Reproduce the records below exactly, but only between the lines holding "let height = block.map.height();" and "inner.in_state.extend(block.in_state_operations);", inclusive.

» **Dataset entries**:
*****

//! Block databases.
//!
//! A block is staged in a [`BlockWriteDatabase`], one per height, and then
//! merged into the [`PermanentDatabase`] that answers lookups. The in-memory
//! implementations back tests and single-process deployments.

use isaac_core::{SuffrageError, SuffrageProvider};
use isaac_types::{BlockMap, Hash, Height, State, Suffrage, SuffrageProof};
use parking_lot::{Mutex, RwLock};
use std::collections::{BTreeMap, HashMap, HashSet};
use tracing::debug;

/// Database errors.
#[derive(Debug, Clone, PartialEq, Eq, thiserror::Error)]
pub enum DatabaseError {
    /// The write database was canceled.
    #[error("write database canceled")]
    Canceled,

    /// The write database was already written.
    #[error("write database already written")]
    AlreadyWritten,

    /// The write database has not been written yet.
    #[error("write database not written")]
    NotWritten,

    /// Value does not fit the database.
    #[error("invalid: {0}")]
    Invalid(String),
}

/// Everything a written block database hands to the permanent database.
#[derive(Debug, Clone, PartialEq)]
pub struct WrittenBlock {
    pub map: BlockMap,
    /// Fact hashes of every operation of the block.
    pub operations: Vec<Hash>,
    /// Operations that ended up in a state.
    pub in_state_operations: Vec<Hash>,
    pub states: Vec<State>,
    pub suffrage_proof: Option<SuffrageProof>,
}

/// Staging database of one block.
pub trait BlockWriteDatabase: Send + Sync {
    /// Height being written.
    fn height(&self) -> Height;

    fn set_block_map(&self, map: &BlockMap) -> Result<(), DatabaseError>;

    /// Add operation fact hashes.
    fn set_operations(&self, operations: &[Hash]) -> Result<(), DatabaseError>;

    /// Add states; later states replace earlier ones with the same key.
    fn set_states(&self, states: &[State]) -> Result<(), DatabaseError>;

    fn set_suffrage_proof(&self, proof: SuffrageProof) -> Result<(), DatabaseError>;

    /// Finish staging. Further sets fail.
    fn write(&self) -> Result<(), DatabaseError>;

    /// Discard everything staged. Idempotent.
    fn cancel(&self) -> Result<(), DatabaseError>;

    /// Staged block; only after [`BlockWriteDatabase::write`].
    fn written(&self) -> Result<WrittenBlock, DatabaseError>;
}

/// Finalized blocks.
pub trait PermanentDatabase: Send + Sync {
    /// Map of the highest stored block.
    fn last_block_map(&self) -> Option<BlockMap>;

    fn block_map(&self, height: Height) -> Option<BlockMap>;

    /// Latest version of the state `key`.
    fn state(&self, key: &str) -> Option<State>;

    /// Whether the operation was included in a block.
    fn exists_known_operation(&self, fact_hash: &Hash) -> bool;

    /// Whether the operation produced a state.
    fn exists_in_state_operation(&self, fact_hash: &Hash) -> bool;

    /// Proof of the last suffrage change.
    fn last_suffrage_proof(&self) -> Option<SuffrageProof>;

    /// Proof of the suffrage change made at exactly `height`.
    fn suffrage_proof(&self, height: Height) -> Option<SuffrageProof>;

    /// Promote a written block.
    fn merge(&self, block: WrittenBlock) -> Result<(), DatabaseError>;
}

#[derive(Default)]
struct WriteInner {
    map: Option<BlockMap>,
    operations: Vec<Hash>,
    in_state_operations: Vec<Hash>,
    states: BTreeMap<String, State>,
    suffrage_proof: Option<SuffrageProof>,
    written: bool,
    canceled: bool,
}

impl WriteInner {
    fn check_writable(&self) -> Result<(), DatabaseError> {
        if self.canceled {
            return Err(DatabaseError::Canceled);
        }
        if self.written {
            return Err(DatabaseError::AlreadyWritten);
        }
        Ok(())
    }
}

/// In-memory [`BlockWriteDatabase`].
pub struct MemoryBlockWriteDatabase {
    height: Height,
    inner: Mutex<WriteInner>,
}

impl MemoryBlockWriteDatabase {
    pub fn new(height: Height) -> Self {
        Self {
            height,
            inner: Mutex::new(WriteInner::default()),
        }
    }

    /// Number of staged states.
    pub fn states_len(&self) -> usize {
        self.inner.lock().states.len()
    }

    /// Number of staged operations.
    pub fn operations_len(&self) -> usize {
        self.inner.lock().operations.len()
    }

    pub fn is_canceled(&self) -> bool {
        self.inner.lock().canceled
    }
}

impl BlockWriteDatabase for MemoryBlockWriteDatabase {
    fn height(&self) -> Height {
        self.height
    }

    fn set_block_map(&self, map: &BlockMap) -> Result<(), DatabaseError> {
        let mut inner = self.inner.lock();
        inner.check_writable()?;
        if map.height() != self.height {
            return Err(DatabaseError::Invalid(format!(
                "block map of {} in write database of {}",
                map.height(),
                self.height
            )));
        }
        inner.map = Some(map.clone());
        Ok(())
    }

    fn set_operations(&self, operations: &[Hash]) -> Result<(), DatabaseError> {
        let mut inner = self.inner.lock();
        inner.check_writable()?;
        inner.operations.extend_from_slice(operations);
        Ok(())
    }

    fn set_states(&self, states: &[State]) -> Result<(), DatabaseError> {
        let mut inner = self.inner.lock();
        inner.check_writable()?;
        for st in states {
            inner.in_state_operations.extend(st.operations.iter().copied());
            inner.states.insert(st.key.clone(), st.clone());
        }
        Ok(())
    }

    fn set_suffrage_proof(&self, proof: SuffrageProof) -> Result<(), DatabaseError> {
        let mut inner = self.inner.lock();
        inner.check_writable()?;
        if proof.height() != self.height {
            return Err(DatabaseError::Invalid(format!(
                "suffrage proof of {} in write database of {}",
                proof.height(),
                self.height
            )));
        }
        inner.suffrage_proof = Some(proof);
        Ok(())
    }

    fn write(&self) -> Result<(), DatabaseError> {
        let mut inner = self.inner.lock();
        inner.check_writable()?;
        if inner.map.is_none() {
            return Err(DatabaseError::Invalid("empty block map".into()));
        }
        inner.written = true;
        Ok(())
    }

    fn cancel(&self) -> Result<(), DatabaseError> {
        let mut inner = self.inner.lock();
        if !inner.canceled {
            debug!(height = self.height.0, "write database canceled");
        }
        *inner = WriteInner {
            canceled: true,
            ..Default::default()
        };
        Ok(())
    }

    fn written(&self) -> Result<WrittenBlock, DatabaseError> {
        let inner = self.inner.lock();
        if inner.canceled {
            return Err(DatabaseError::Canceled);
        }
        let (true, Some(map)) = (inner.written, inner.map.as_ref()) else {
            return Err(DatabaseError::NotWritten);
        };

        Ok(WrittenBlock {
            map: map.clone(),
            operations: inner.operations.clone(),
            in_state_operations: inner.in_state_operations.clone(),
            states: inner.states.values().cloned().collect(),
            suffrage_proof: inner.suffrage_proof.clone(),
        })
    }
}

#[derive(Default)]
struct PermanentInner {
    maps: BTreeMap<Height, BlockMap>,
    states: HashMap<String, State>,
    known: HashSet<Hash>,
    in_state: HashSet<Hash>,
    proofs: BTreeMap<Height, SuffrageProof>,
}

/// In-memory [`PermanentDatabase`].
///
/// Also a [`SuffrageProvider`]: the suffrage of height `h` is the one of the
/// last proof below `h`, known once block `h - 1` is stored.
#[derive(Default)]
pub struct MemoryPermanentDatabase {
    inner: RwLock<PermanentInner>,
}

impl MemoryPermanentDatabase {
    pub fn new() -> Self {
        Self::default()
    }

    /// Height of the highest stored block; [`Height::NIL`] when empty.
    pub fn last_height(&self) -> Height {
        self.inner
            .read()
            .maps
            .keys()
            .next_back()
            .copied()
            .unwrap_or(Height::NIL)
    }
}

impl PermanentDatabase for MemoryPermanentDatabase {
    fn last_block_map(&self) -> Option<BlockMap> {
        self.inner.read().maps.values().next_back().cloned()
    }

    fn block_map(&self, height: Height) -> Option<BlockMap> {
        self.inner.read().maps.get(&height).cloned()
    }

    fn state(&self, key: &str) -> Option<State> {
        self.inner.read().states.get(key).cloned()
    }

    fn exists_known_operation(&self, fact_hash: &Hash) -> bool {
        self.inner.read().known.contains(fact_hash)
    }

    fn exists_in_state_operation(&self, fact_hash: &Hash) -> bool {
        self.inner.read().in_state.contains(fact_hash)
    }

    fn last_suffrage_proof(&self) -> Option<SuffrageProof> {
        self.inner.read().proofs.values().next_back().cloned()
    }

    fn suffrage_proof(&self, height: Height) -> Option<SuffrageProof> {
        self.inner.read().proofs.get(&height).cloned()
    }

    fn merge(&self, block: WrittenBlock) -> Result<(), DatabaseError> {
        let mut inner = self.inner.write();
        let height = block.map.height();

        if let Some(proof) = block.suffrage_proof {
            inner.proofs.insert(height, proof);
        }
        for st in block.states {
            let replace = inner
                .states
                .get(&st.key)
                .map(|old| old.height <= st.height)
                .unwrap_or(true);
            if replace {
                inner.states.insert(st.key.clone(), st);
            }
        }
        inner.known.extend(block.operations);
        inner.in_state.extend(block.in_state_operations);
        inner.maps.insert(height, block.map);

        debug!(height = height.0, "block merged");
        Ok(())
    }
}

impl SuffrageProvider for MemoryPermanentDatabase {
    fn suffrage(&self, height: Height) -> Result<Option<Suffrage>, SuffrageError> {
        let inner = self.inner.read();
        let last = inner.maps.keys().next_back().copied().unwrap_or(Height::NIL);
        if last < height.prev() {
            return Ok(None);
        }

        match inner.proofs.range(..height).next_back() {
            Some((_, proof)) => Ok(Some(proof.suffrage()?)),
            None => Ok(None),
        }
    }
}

*****

» **REPLY TO THE EXERCISE**:
        let height = block.map.height();

        if let Some(proof) = block.suffrage_proof {
            inner.proofs.insert(height, proof);
        }
        for st in block.states {
            let replace = inner
                .states
                .get(&st.key)
                .map(|old| old.height <= st.height)
                .unwrap_or(true);
            if replace {
                inner.states.insert(st.key.clone(), st);
            }
        }
        inner.known.extend(block.operations);
        inner.in_state.extend(block.in_state_operations);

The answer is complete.